------ Data extracts

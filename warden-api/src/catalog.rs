//! Permission catalog for the console's modules
//!
//! Every module exposes the four standard actions; a few carry extras.

use crate::{ModelError, Permission, PermissionSet, SEPARATOR};

/// Actions every module supports
pub const STANDARD_ACTIONS: [&str; 4] = ["read", "create", "update", "delete"];

/// Modules known to the console
pub const CONSOLE_MODULES: [&str; 11] = [
    "personnel",
    "cases",
    "resources",
    "reports",
    "analytics",
    "incidents",
    "intelligence",
    "wanted",
    "communications",
    "approvals",
    "admin",
];

/// Module-specific actions beyond the standard four
pub fn extra_actions(module: &str) -> &'static [&'static str] {
    match module {
        "resources" => &["request", "approve"],
        "reports" => &["export"],
        "admin" => &["users", "roles", "settings"],
        _ => &[],
    }
}

/// All grantable `module:action` permissions for a module
pub fn module_permissions(module: &str) -> Result<Vec<Permission>, ModelError> {
    STANDARD_ACTIONS
        .iter()
        .chain(extra_actions(module))
        .map(|action| Permission::from_parts(module, None, Some(action)))
        .collect()
}

/// Add every catalog permission of a module to the set
pub fn grant_module(set: &mut PermissionSet, module: &str) -> Result<(), ModelError> {
    set.extend(module_permissions(module)?);
    Ok(())
}

/// Remove every permission scoped to a module, including `module:*`
pub fn revoke_module(set: &mut PermissionSet, module: &str) {
    let prefix = format!("{}{}", module, SEPARATOR);
    set.retain(|p| p.as_str() != module && !p.as_str().starts_with(&prefix));
}

/// Whether every catalog permission of a module is present
pub fn has_full_module(set: &PermissionSet, module: &str) -> bool {
    match module_permissions(module) {
        Ok(permissions) => permissions.iter().all(|p| set.contains(p)),
        Err(_) => false,
    }
}

#[cfg(test)]
mod tests {
    use super::*;

    #[test]
    fn test_module_permissions_include_extras() {
        let resources: Vec<String> = module_permissions("resources")
            .unwrap()
            .iter()
            .map(|p| p.to_string())
            .collect();
        assert!(resources.contains(&"resources:approve".to_string()));
        assert!(resources.contains(&"resources:request".to_string()));
        assert_eq!(resources.len(), 6);

        assert_eq!(module_permissions("cases").unwrap().len(), 4);
        assert_eq!(module_permissions("admin").unwrap().len(), 7);
    }

    #[test]
    fn test_grant_and_revoke_module() {
        let mut set = PermissionSet::parse(["reports:read", "cases:*"]).unwrap();

        grant_module(&mut set, "reports").unwrap();
        assert!(has_full_module(&set, "reports"));
        assert!(set.contains_str("reports:export"));

        revoke_module(&mut set, "cases");
        assert!(!set.contains_str("cases:*"));
        assert!(set.contains_str("reports:read"));

        revoke_module(&mut set, "reports");
        assert!(set.is_empty());
    }
}
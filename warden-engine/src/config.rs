//! Engine configuration
//!
//! Read from a JSON file or built from defaults. Every field is optional in
//! the file; missing fields take their default.

use serde::{Deserialize, Serialize};
use std::path::{Path, PathBuf};
use thiserror::Error;
use warden_api::{RoleName, DEFAULT_SUPER_ROLE};

use crate::store::default_roles_path;

/// Default application name, used for config-directory paths
pub const DEFAULT_APP_NAME: &str = "warden";

#[derive(Debug, Error)]
pub enum ConfigError {
    #[error("Failed to read config: {0}")]
    Read(#[from] std::io::Error),

    #[error("Failed to parse config: {0}")]
    Parse(#[from] serde_json::Error),

    #[error("Invalid configuration: {0}")]
    Invalid(String),
}

#[derive(Debug, Clone, PartialEq, Eq, Serialize, Deserialize)]
#[serde(default, deny_unknown_fields)]
pub struct EngineConfig {
    /// Application name for default paths under the config directory
    pub app_name: String,
    /// Role that bypasses every check and can never be deleted
    pub super_role: String,
    /// Roles file; defaults to `<config_dir>/<app_name>/roles.json`
    #[serde(skip_serializing_if = "Option::is_none")]
    pub roles_file: Option<PathBuf>,
    /// JSONL audit log; no audit trail when absent
    #[serde(skip_serializing_if = "Option::is_none")]
    pub audit_file: Option<PathBuf>,
    /// Also audit individual access checks
    pub audit_checks: bool,
    /// Reject every role mutation
    pub read_only: bool,
}

impl Default for EngineConfig {
    fn default() -> Self {
        Self {
            app_name: DEFAULT_APP_NAME.to_string(),
            super_role: DEFAULT_SUPER_ROLE.to_string(),
            roles_file: None,
            audit_file: None,
            audit_checks: false,
            read_only: false,
        }
    }
}

impl EngineConfig {
    /// Load and validate a config file
    pub fn load(path: impl AsRef<Path>) -> Result<Self, ConfigError> {
        let content = std::fs::read_to_string(path.as_ref())?;
        let config: Self = serde_json::from_str(&content)?;
        config.validate()?;
        tracing::debug!(path = %path.as_ref().display(), "Loaded engine config");
        Ok(config)
    }

    pub fn validate(&self) -> Result<(), ConfigError> {
        if self.app_name.trim().is_empty() {
            return Err(ConfigError::Invalid("app_name must not be empty".into()));
        }
        RoleName::new(self.super_role.as_str())
            .map_err(|e| ConfigError::Invalid(format!("super_role: {}", e)))?;
        Ok(())
    }

    /// The effective roles file path
    pub fn roles_path(&self) -> PathBuf {
        self.roles_file
            .clone()
            .unwrap_or_else(|| default_roles_path(&self.app_name))
    }
}

#[cfg(test)]
mod tests {
    use super::*;

    #[test]
    fn test_defaults() {
        let config = EngineConfig::default();
        assert_eq!(config.super_role, DEFAULT_SUPER_ROLE);
        assert!(config.validate().is_ok());
        assert!(config.roles_path().ends_with("warden/roles.json"));
    }

    #[test]
    fn test_load_partial_file() {
        let dir = tempfile::tempdir().unwrap();
        let path = dir.path().join("warden.json");
        std::fs::write(&path, r#"{"super_role": "root", "audit_checks": true}"#).unwrap();

        let config = EngineConfig::load(&path).unwrap();
        assert_eq!(config.super_role, "root");
        assert!(config.audit_checks);
        assert_eq!(config.app_name, DEFAULT_APP_NAME);
        assert!(!config.read_only);
    }

    #[test]
    fn test_rejects_invalid_super_role() {
        let dir = tempfile::tempdir().unwrap();
        let path = dir.path().join("warden.json");
        std::fs::write(&path, r#"{"super_role": "Chief Of Police"}"#).unwrap();

        assert!(matches!(
            EngineConfig::load(&path),
            Err(ConfigError::Invalid(_))
        ));
    }

    #[test]
    fn test_rejects_unknown_fields() {
        let dir = tempfile::tempdir().unwrap();
        let path = dir.path().join("warden.json");
        std::fs::write(&path, r#"{"superRole": "root"}"#).unwrap();

        assert!(matches!(EngineConfig::load(&path), Err(ConfigError::Parse(_))));
    }

    #[test]
    fn test_explicit_roles_file() {
        let config = EngineConfig {
            roles_file: Some(PathBuf::from("/srv/warden/roles.json")),
            ..Default::default()
        };
        assert_eq!(config.roles_path(), PathBuf::from("/srv/warden/roles.json"));
    }
}
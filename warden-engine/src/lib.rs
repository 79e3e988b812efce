//! warden-engine: Role-based permission engine
//!
//! This crate resolves what the logged-in user may do. It provides:
//!
//! - A role registry loaded lazily from a [`RoleStore`]
//! - Pure permission evaluation with wildcard and super-role rules
//! - A session-scoped permission cache that follows login and logout
//! - Route guards and navigation filtering built on top of the checks
//! - An audit trail and hot reload of the roles file

pub mod audit;
pub mod auth;
pub mod config;
pub mod guard;
pub mod navigation;
pub mod permission;
pub mod registry;
pub mod service;
pub mod store;
#[cfg(feature = "watch")]
pub mod watcher;

pub use auth::{AuthEvent, AuthProvider, SessionAuth};
pub use config::{ConfigError, EngineConfig};
pub use guard::{console_routes, Route, RouteAccess, RouteGuard};
pub use navigation::{console_menu, visible_items, NavItem};
pub use permission::{
    CacheState, Decision, Evaluator, PermissionServiceBuilder, PresetError, Presets,
};
pub use registry::{RegistryError, RoleRegistry};
pub use service::{LoadError, PermissionService};
pub use store::{FileRoleStore, MemoryRoleStore, ReadOnlyRoleStore, RoleDocument, RoleStore, StoreError};
#[cfg(feature = "watch")]
pub use watcher::{RoleFileWatcher, WatcherConfig, WatcherError};

pub use warden_api::{
    CurrentUser, ModelError, Permission, PermissionSet, Role, RoleDraft, RoleId, RoleName,
    RoleUpdate, User, UserId,
};
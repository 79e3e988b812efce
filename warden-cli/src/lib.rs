//! # warden: administrative CLI for the permission engine
//!
//! Inspect and edit the roles file, and ask what a given user may do.
//!
//! ```text
//! warden roles list
//! warden roles create clerk --display-name "Clerk" --permission reports:read
//! warden check --user 3 cases:update
//! warden can --user 4 personnel read self
//! warden menu --user 2
//! ```
//!
//! Output goes to stdout, logs to stderr. Exit codes: 0 on success or an
//! allowed check, 1 for user errors and denied checks, 101 for system
//! failures.

pub mod build_info;
pub mod cli;
pub mod commands;
pub mod tracing_support;

pub use build_info::{version_info, version_short};
pub use tracing_support::{init_subscriber_with_config, TracingConfig, TracingFormat};

use warden_engine::{ConfigError, LoadError, ModelError, PresetError, RegistryError, StoreError};

/// CLI result type.
pub type CliResult<T> = Result<T, CliError>;

// ============================================================================
// Error Types
// ============================================================================

/// Top-level error type for CLI operations.
///
/// Distinguishes between user-fixable errors (exit code 1) and system failures (exit code 101).
#[derive(Debug)]
pub enum CliError {
    /// User-fixable errors (exit code 1).
    User(UserError),

    /// System-level failures (exit code 101).
    System(SystemError),
}

impl CliError {
    /// Get the appropriate exit code for this error.
    pub fn exit_code(&self) -> i32 {
        match self {
            CliError::User(_) => 1,
            CliError::System(_) => 101,
        }
    }

    /// Convenience constructor for user errors.
    pub fn user(message: impl Into<String>) -> Self {
        CliError::User(UserError::Generic(message.into()))
    }

    /// Convenience constructor for system errors.
    pub fn system(message: impl Into<String>) -> Self {
        CliError::System(SystemError::Internal(message.into()))
    }
}

impl std::fmt::Display for CliError {
    fn fmt(&self, f: &mut std::fmt::Formatter<'_>) -> std::fmt::Result {
        match self {
            CliError::User(e) => write!(f, "{}", e),
            CliError::System(e) => write!(f, "{}", e),
        }
    }
}

/// User-fixable errors (exit code 1).
#[derive(Debug)]
pub enum UserError {
    /// Generic user error with a message.
    Generic(String),

    /// Invalid argument provided.
    InvalidArgument { arg: String, reason: String },

    /// The named record does not exist.
    NotFound { what: String },

    /// The operation was refused; the hint says how to proceed.
    Rejected { reason: String, fix_hint: String },
}

impl std::fmt::Display for UserError {
    fn fmt(&self, f: &mut std::fmt::Formatter<'_>) -> std::fmt::Result {
        match self {
            UserError::Generic(msg) => write!(f, "Error: {}", msg),
            UserError::InvalidArgument { arg, reason } => {
                write!(f, "Error: Invalid argument '{}'\n\n{}", arg, reason)
            }
            UserError::NotFound { what } => write!(f, "Error: {} not found", what),
            UserError::Rejected { reason, fix_hint } => {
                write!(f, "Error: {}\n\nHint: {}", reason, fix_hint)
            }
        }
    }
}

/// System-level failures (exit code 101).
#[derive(Debug)]
pub enum SystemError {
    /// Generic internal error.
    Internal(String),

    /// I/O error.
    Io(std::io::Error),

    /// Configuration parsing error.
    ConfigParse(String),

    /// The roles file could not be read or written.
    Store(String),
}

impl std::fmt::Display for SystemError {
    fn fmt(&self, f: &mut std::fmt::Formatter<'_>) -> std::fmt::Result {
        match self {
            SystemError::Internal(msg) => {
                write!(f, "Internal Error: {}\n\nThis is likely a bug.", msg)
            }
            SystemError::Io(e) => write!(f, "Internal Error: I/O operation failed\n\n{}", e),
            SystemError::ConfigParse(e) => write!(f, "Internal Error: Config parse failed\n\n{}", e),
            SystemError::Store(e) => write!(f, "Internal Error: Role store failed\n\n{}", e),
        }
    }
}

impl From<std::io::Error> for CliError {
    fn from(e: std::io::Error) -> Self {
        CliError::System(SystemError::Io(e))
    }
}

impl From<serde_json::Error> for CliError {
    fn from(e: serde_json::Error) -> Self {
        CliError::system(format!("Failed to serialize output: {}", e))
    }
}

impl From<ConfigError> for CliError {
    fn from(e: ConfigError) -> Self {
        match e {
            ConfigError::Invalid(reason) => CliError::User(UserError::InvalidArgument {
                arg: "--config".into(),
                reason,
            }),
            other => CliError::System(SystemError::ConfigParse(other.to_string())),
        }
    }
}

impl From<ModelError> for CliError {
    fn from(e: ModelError) -> Self {
        CliError::User(UserError::InvalidArgument {
            arg: "role".into(),
            reason: e.to_string(),
        })
    }
}

impl From<PresetError> for CliError {
    fn from(e: PresetError) -> Self {
        match e {
            PresetError::InvalidConfig(reason) => CliError::User(UserError::InvalidArgument {
                arg: "--config".into(),
                reason,
            }),
            other => CliError::System(SystemError::Store(other.to_string())),
        }
    }
}

impl From<StoreError> for CliError {
    fn from(e: StoreError) -> Self {
        match e {
            StoreError::ReadOnly => CliError::User(UserError::Rejected {
                reason: "The roles file is read-only".into(),
                fix_hint: "Drop --read-only (or `read_only` in the config) to edit roles".into(),
            }),
            StoreError::NotFound(id) => CliError::User(UserError::NotFound {
                what: format!("Role {}", id),
            }),
            other => CliError::System(SystemError::Store(other.to_string())),
        }
    }
}

impl From<RegistryError> for CliError {
    fn from(e: RegistryError) -> Self {
        match e {
            RegistryError::Store(e) => e.into(),
            RegistryError::Model(e) => e.into(),
            RegistryError::RoleNotFound(id) => CliError::User(UserError::NotFound {
                what: format!("Role {}", id),
            }),
            e @ RegistryError::RoleInUse { .. } => CliError::User(UserError::Rejected {
                reason: e.to_string(),
                fix_hint: "Assign those users another role first".into(),
            }),
            e @ RegistryError::ProtectedRole(_) => CliError::User(UserError::Rejected {
                reason: e.to_string(),
                fix_hint: "The super-role is configured with `super_role`".into(),
            }),
            e @ RegistryError::DuplicateRoleName(_) => CliError::User(UserError::InvalidArgument {
                arg: "name".into(),
                reason: e.to_string(),
            }),
        }
    }
}

impl From<LoadError> for CliError {
    fn from(e: LoadError) -> Self {
        match e {
            LoadError::Registry(e) => e.into(),
            other => CliError::User(UserError::Generic(other.to_string())),
        }
    }
}

// ============================================================================
// Response Types
// ============================================================================

/// Response returned by command handlers.
///
/// Contains exit code and output to be displayed to the user.
#[derive(Debug)]
pub struct Response {
    /// Exit code (0 = success, 1 = user error or denied, 101 = system error).
    pub exit_code: i32,

    /// Output to display (text or JSON).
    pub output: Output,
}

impl Response {
    /// Create a successful response with text output.
    pub fn text(content: impl Into<String>) -> Self {
        Self {
            exit_code: 0,
            output: Output::Text(content.into()),
        }
    }

    /// Create a successful response with JSON output.
    pub fn json(value: &impl serde::Serialize) -> CliResult<Self> {
        Ok(Self {
            exit_code: 0,
            output: Output::Json(serde_json::to_string_pretty(value)?),
        })
    }

    /// Report an access decision; denied exits with 1.
    pub fn decision(allowed: bool) -> Self {
        Self {
            exit_code: if allowed { 0 } else { 1 },
            output: Output::Text(if allowed { "allowed" } else { "denied" }.into()),
        }
    }
}

/// Output type for responses.
#[derive(Debug)]
pub enum Output {
    /// Text output (printed to stdout).
    Text(String),

    /// JSON output (for machine-readable responses).
    Json(String),
}

impl Output {
    /// Check if output is empty.
    pub fn is_empty(&self) -> bool {
        match self {
            Output::Text(s) | Output::Json(s) => s.is_empty(),
        }
    }

    /// Check if output is JSON.
    pub fn is_json(&self) -> bool {
        matches!(self, Output::Json(_))
    }
}

impl std::fmt::Display for Output {
    fn fmt(&self, f: &mut std::fmt::Formatter<'_>) -> std::fmt::Result {
        match self {
            Output::Text(s) | Output::Json(s) => write!(f, "{}", s),
        }
    }
}

// ============================================================================
// Tests
// ============================================================================

#[cfg(test)]
mod tests {
    use super::*;
    use warden_api::{RoleId, RoleName};

    #[test]
    fn test_user_error_exit_code() {
        let err = CliError::user("test error");
        assert_eq!(err.exit_code(), 1);
    }

    #[test]
    fn test_system_error_exit_code() {
        let err = CliError::system("test error");
        assert_eq!(err.exit_code(), 101);
    }

    #[test]
    fn test_registry_errors_are_user_errors() {
        let in_use: CliError = RegistryError::RoleInUse {
            name: RoleName::new("officer").unwrap(),
            users: 3,
        }
        .into();
        assert_eq!(in_use.exit_code(), 1);
        assert!(in_use.to_string().contains("Hint:"));

        let missing: CliError = RegistryError::RoleNotFound(RoleId(9)).into();
        assert_eq!(missing.to_string(), "Error: Role 9 not found");

        let read_only: CliError = RegistryError::Store(StoreError::ReadOnly).into();
        assert_eq!(read_only.exit_code(), 1);
    }

    #[test]
    fn test_store_failures_are_system_errors() {
        let io = std::io::Error::new(std::io::ErrorKind::PermissionDenied, "denied");
        let err: CliError = RegistryError::Store(StoreError::Read(io)).into();
        assert_eq!(err.exit_code(), 101);
    }

    #[test]
    fn test_decision_response() {
        let allowed = Response::decision(true);
        assert_eq!(allowed.exit_code, 0);
        assert_eq!(allowed.output.to_string(), "allowed");

        let denied = Response::decision(false);
        assert_eq!(denied.exit_code, 1);
        assert_eq!(denied.output.to_string(), "denied");
    }

    #[test]
    fn test_json_response() {
        let response = Response::json(&serde_json::json!({"allowed": true})).unwrap();
        assert_eq!(response.exit_code, 0);
        assert!(response.output.is_json());
        assert!(!response.output.is_empty());
    }
}
//! Navigation menu filtering

use serde::Serialize;

use crate::service::PermissionService;

/// An entry in the console's navigation menu
#[derive(Debug, Clone, PartialEq, Eq, Serialize)]
pub struct NavItem {
    pub id: String,
    pub label: String,
    pub path: String,
    /// Permission needed to see the entry; `None` is always visible
    #[serde(skip_serializing_if = "Option::is_none")]
    pub permission: Option<String>,
    #[serde(skip_serializing_if = "Vec::is_empty")]
    pub children: Vec<NavItem>,
}

impl NavItem {
    pub fn new(id: &str, label: &str, path: &str, permission: Option<&str>) -> Self {
        Self {
            id: id.to_string(),
            label: label.to_string(),
            path: path.to_string(),
            permission: permission.map(str::to_string),
            children: Vec::new(),
        }
    }

    pub fn with_children(mut self, children: Vec<NavItem>) -> Self {
        self.children = children;
        self
    }
}

/// Items the current user may see
///
/// The super-role sees the whole tree. Everyone else sees entries without a
/// permission plus those whose permission they hold, recursively.
pub fn visible_items(service: &PermissionService, items: &[NavItem]) -> Vec<NavItem> {
    if service.is_super_role() {
        return items.to_vec();
    }
    filter_items(items, &|permission| service.can_do(permission))
}

fn filter_items(items: &[NavItem], allowed: &dyn Fn(&str) -> bool) -> Vec<NavItem> {
    items
        .iter()
        .filter(|item| item.permission.as_deref().map_or(true, allowed))
        .map(|item| NavItem {
            children: filter_items(&item.children, allowed),
            ..item.clone()
        })
        .collect()
}

/// The console's sidebar
pub fn console_menu() -> Vec<NavItem> {
    vec![
        NavItem::new("dashboard", "Dashboard", "/", None),
        NavItem::new("personnel", "Personnel Management", "/personnel", Some("personnel:read")),
        NavItem::new("cases", "Case Management", "/cases", Some("cases:read")),
        NavItem::new("resources", "Resource Management", "/resources", Some("resources:read")),
        NavItem::new("reports", "Reports", "/reports", Some("reports:read")),
        NavItem::new("analytics", "Analytics", "/analytics", Some("analytics:read")),
        NavItem::new("incidents", "Incident Tracking", "/incidents", Some("incidents:read")),
        NavItem::new("intelligence", "Intelligence", "/intelligence", Some("intelligence:read")),
        NavItem::new("wanted", "Wanted Persons", "/wanted", Some("wanted:read")),
        NavItem::new(
            "communications",
            "Communications",
            "/communications",
            Some("communications:read"),
        ),
        NavItem::new("approvals", "Approvals", "/approvals", Some("approvals:read")),
        NavItem::new("admin", "Administration", "/admin", Some("admin:read")).with_children(vec![
            NavItem::new("roles", "Role Management", "/admin/roles", Some("admin:roles")),
            NavItem::new("users", "User Management", "/admin/users", Some("admin:users")),
            NavItem::new("settings", "System Settings", "/admin/settings", Some("admin:settings")),
        ]),
    ]
}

------------

# Task directions
If a line above includes the string "fixable", pick it out.

# Expected answer
/// Distinguishes between user-fixable errors (exit code 1) and system failures (exit code 101).
    /// User-fixable errors (exit code 1).
/// User-fixable errors (exit code 1).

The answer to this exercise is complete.